One of the few parenting truths is not to threaten children with punishments unless the parents can deliver. Failure to follow through with threatened repercussions ruins discipline and makes a mockery of any perceived authority. Accordingly, the Federal Trade Commission (FTC) better be prepared to enforce its recent “policy update” involving health-related applications/APIs.
On September 15, 2021, the FTC announced that health-related apps and internet-connected devices, even those exempt from Health Insurance Portability and Accountability Act (“HIPAA”), that collect or use consumers’ health information must comply with the FTC’s Health Breach Notification Rule (the “Rule”). The Rule, found in 16 C.F.R. Part 318 , is part of the American Recovery and Reinvestment Act of 2009 and intended to ensure that entities not considered “covered entities” under HIPAA report data breaches to the FTC, consumers, and media (sometimes). Failure to adhere to the FTC’s policies may result in civil penalties of up to $43,792 per violation per day.

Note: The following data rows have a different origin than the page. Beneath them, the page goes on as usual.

/*
 * mod.rs
 * Copyright (C) 2026 Chris Burdess
 *
 * This file is part of Sockhttp, a minimal HTTP/1.1 client over raw sockets.
 *
 * Sockhttp is free software: you can redistribute it and/or modify
 * it under the terms of the GNU General Public License as published by
 * the Free Software Foundation, either version 3 of the License, or
 * (at your option) any later version.
 *
 * Sockhttp is distributed in the hope that it will be useful,
 * but WITHOUT ANY WARRANTY; without even the implied warranty of
 * MERCHANTABILITY or FITNESS FOR A PARTICULAR PURPOSE.  See the
 * GNU General Public License for more details.
 *
 * You should have received a copy of the GNU General Public License
 * along with Sockhttp.  If not, see <http://www.gnu.org/licenses/>.
 */

//! Wire protocols.

pub mod http;
/*
 * lib.rs
 * Copyright (C) 2026 Chris Burdess
 *
 * This file is part of Sockhttp, a minimal HTTP/1.1 client over raw sockets.
 *
 * Sockhttp is free software: you can redistribute it and/or modify
 * it under the terms of the GNU General Public License as published by
 * the Free Software Foundation, either version 3 of the License, or
 * (at your option) any later version.
 *
 * Sockhttp is distributed in the hope that it will be useful,
 * but WITHOUT ANY WARRANTY; without even the implied warranty of
 * MERCHANTABILITY or FITNESS FOR A PARTICULAR PURPOSE.  See the
 * GNU General Public License for more details.
 *
 * You should have received a copy of the GNU General Public License
 * along with Sockhttp.  If not, see <http://www.gnu.org/licenses/>.
 */

//! Sockhttp core: an HTTP/1.1 client built directly on TCP and rustls sockets.
//!
//! Requests are serialized by hand, sent over a fresh connection with
//! `Connection: close`, read until the peer closes, parsed, and redirected up
//! to a bounded number of hops. Failures are one of the variants of [`Error`].

pub mod error;
pub mod net;
pub mod params;
pub mod protocol;
pub mod save;
pub mod uri;

pub use error::{Error, Result};
pub use params::parse_params;
pub use protocol::http::{
    delete, get, post, put, request, send, Body, FieldMap, HttpClient, Method, Request,
    RequestOptions, Response, DEFAULT_MAX_REDIRECTS, DEFAULT_TIMEOUT,
};
pub use save::save_response;
/*
 * response.rs
 * Copyright (C) 2026 Chris Burdess
 *
 * This file is part of Sockhttp, a minimal HTTP/1.1 client over raw sockets.
 *
 * Sockhttp is free software: you can redistribute it and/or modify
 * it under the terms of the GNU General Public License as published by
 * the Free Software Foundation, either version 3 of the License, or
 * (at your option) any later version.
 *
 * Sockhttp is distributed in the hope that it will be useful,
 * but WITHOUT ANY WARRANTY; without even the implied warranty of
 * MERCHANTABILITY or FITNESS FOR A PARTICULAR PURPOSE.  See the
 * GNU General Public License for more details.
 *
 * You should have received a copy of the GNU General Public License
 * along with Sockhttp.  If not, see <http://www.gnu.org/licenses/>.
 */

//! Terminal HTTP response: status code, headers as received, decoded body.

use crate::protocol::http::FieldMap;

/// Parsed response. Immutable once built.
#[derive(Debug, Clone, PartialEq, Eq)]
pub struct Response {
    status_code: u16,
    headers: FieldMap,
    body: String,
}

impl Response {
    pub fn new(status_code: u16, headers: FieldMap, body: String) -> Self {
        Self {
            status_code,
            headers,
            body,
        }
    }

    /// Stand-in for a peer that closed without sending anything where that is acceptable.
    pub fn no_content() -> Self {
        Self::new(204, FieldMap::new(), String::new())
    }

    pub fn status_code(&self) -> u16 {
        self.status_code
    }

    pub fn headers(&self) -> &FieldMap {
        &self.headers
    }

    /// Header value by exact (case-sensitive) name.
    pub fn header(&self, name: &str) -> Option<&str> {
        self.headers.get(name)
    }

    pub fn body(&self) -> &str {
        &self.body
    }

    /// 2xx.
    pub fn is_success(&self) -> bool {
        (200..300).contains(&self.status_code)
    }

    pub fn is_redirect(&self) -> bool {
        matches!(self.status_code, 301 | 302 | 303 | 307 | 308)
    }
}
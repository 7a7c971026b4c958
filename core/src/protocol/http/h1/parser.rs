/*
 * parser.rs
 * Copyright (C) 2026 Chris Burdess
 *
 * This file is part of Sockhttp, a minimal HTTP/1.1 client over raw sockets.
 *
 * Sockhttp is free software: you can redistribute it and/or modify
 * it under the terms of the GNU General Public License as published by
 * the Free Software Foundation, either version 3 of the License, or
 * (at your option) any later version.
 *
 * Sockhttp is distributed in the hope that it will be useful,
 * but WITHOUT ANY WARRANTY; without even the implied warranty of
 * MERCHANTABILITY or FITNESS FOR A PARTICULAR PURPOSE.  See the
 * GNU General Public License for more details.
 *
 * You should have received a copy of the GNU General Public License
 * along with Sockhttp.  If not, see <http://www.gnu.org/licenses/>.
 */

//! HTTP/1.1 response parser over a complete read-until-close buffer:
//! status line, headers up to the first blank line, body after the first CRLFCRLF.
//! No Content-Length or chunked framing; the connection close delimits the body.

use crate::error::{Error, Result};
use crate::protocol::http::{FieldMap, Response};

const HEAD_END: &[u8] = b"\r\n\r\n";

/// Offset of the first CRLFCRLF, or None.
fn find_head_end(buf: &[u8]) -> Option<usize> {
    buf.windows(HEAD_END.len()).position(|w| w == HEAD_END)
}

/// Status code from `HTTP/<version> <code> [<reason>]`.
pub fn parse_status_line(line: &str) -> Result<u16> {
    let malformed = || Error::decode(format!("malformed status line: {:?}", line));
    let mut parts = line.trim_end().splitn(3, ' ');
    let version = parts.next().unwrap_or("");
    if !version.starts_with("HTTP/") {
        return Err(malformed());
    }
    let code = parts.next().ok_or_else(malformed)?;
    if code.len() != 3 || !code.bytes().all(|b| b.is_ascii_digit()) {
        return Err(malformed());
    }
    code.parse::<u16>().map_err(|_| malformed())
}

/// Parse a raw response. Empty input is always an error.
pub fn parse_response(raw: &[u8]) -> Result<Response> {
    if raw.is_empty() {
        return Err(Error::decode("empty response"));
    }
    let (head, body) = match find_head_end(raw) {
        Some(n) => (&raw[..n], &raw[n + HEAD_END.len()..]),
        None => (raw, &raw[raw.len()..]),
    };
    // CR and LF are ASCII, so replacement characters never move a line boundary.
    let head = String::from_utf8_lossy(head);

    let mut lines = head.lines();
    let status_line = match lines.next() {
        Some(l) if !l.trim().is_empty() => l,
        _ => return Err(Error::decode("no status line")),
    };
    let status_code = parse_status_line(status_line)?;

    let mut headers = FieldMap::new();
    for line in lines {
        if line.is_empty() {
            break;
        }
        match line.split_once(": ") {
            Some((name, value)) => {
                headers.insert(name, value);
            }
            None => log::warn!("skipping malformed header line {:?}", line),
        }
    }

    let body = String::from_utf8_lossy(body).into_owned();
    log::debug!(
        "parsed response: status {}, {} headers, {} body bytes",
        status_code,
        headers.len(),
        body.len()
    );
    Ok(Response::new(status_code, headers, body))
}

This policy statement comes several months following the FTC’s settlement with “Flo Health,” a fertility and ovulation tracking API, which now faces a class action lawsuit in U.S. District Court for the Northern District of California for allegedly deceptive privacy practices. Entitled Frasco v. Flo Health Inc, No. 3:21-cv-00757-JD, the lawsuit states that Flo Health hosts over 38 million active users who share intimate details of their sexual and reproductive lives. And, according to the plaintiffs therein (a joinder of seven different proposed class actions), the app shared its users highly sensitive health information with third parties without user knowledge through software development kits (SDKs), which transmitted the personal information for marketing and data analytics purposes to third parties.
While not correlating the purported privacy violations from the Flo Health settlement and class action to its recent policy statement, it’s clear that the FTC is focusing on “the explosion in health apps and connected devices” and the need to protect consumers. Although the FTC acknowledges that it declined to enforce the Rule over the last 12 years, the Policy statement seeks to “place entities on notice of their ongoing obligation to come clean about breaches.”
While normally exempt from FTC’s jurisdiction under section 5 of the FTC Act, non-profits (e.g., educational institutions, charities, and 501(c)(3) organizations), are subject to the rule given the FTC’s self-serving interpretation of American Recovery and Reinvestment Act. However, given HIPAA and the HITECH Act, FTC determined that “because health care providers such as doctors are generally HIPAA-covered entities, the FTC’s rule does not apply to them in such capacity.” When “a doctor’s medical practice offers PHRs (Private Health Records) to its patients, neither the doctor nor the medical practice is subject to the FTC’s rule.” However, “if the doctor creates a PHR in a personal capacity, there may be circumstances under which the FTC’s rule would apply.
The Rule is triggered by a “breach of security,” defined in 16 C.F.R. § 318.2(a) as the “acquisition of unsecured PHR identifiable health information of an individual in a personal health record without the authorization of the individual.” The FTC gives examples that an unauthorized acquisition would “include the theft of a laptop containing unsecured PHRs; the unauthorized downloading or transfer of such records by an employee; and the electronic break-in and remote copying of such records by a hacker.” The FTC is further imposing a “rebuttable presumption” triggered “when there is unauthorized access to data, unauthorized acquisition will be presumed unless the entity that experienced the breach” presents “reliable evidence showing that there has not been, or could not reasonably have been, unauthorized acquisition of such information.’’
As a carrot, the FTC states that no breach of security will be found in minor incidents of employees exceeding access, such as “if an unauthorized employee inadvertently accesses an individual’s PHR and logs off without reading, using, or disclosing anything.” But, if the unauthorized employee reads or shares the data, the data is determined ‘‘acquired” and thereby triggering the notification obligation. Likewise, and in the hypothetical case of a lost laptop, if the information becomes accessible to unauthorized persons, the presumption of unauthorized acquisition is invoked absent rebutting facts such as “the laptop was recovered, and that forensic analysis revealed that files were never opened, altered, transferred, or otherwise compromised.”
In short, it’s time for any entity remotely engaged in healthcare to lawyer up and review existing procedures to ensure that when the inevitable “breach” occurs, sufficient evidence can defeat the FTC’s rebuttable presumption.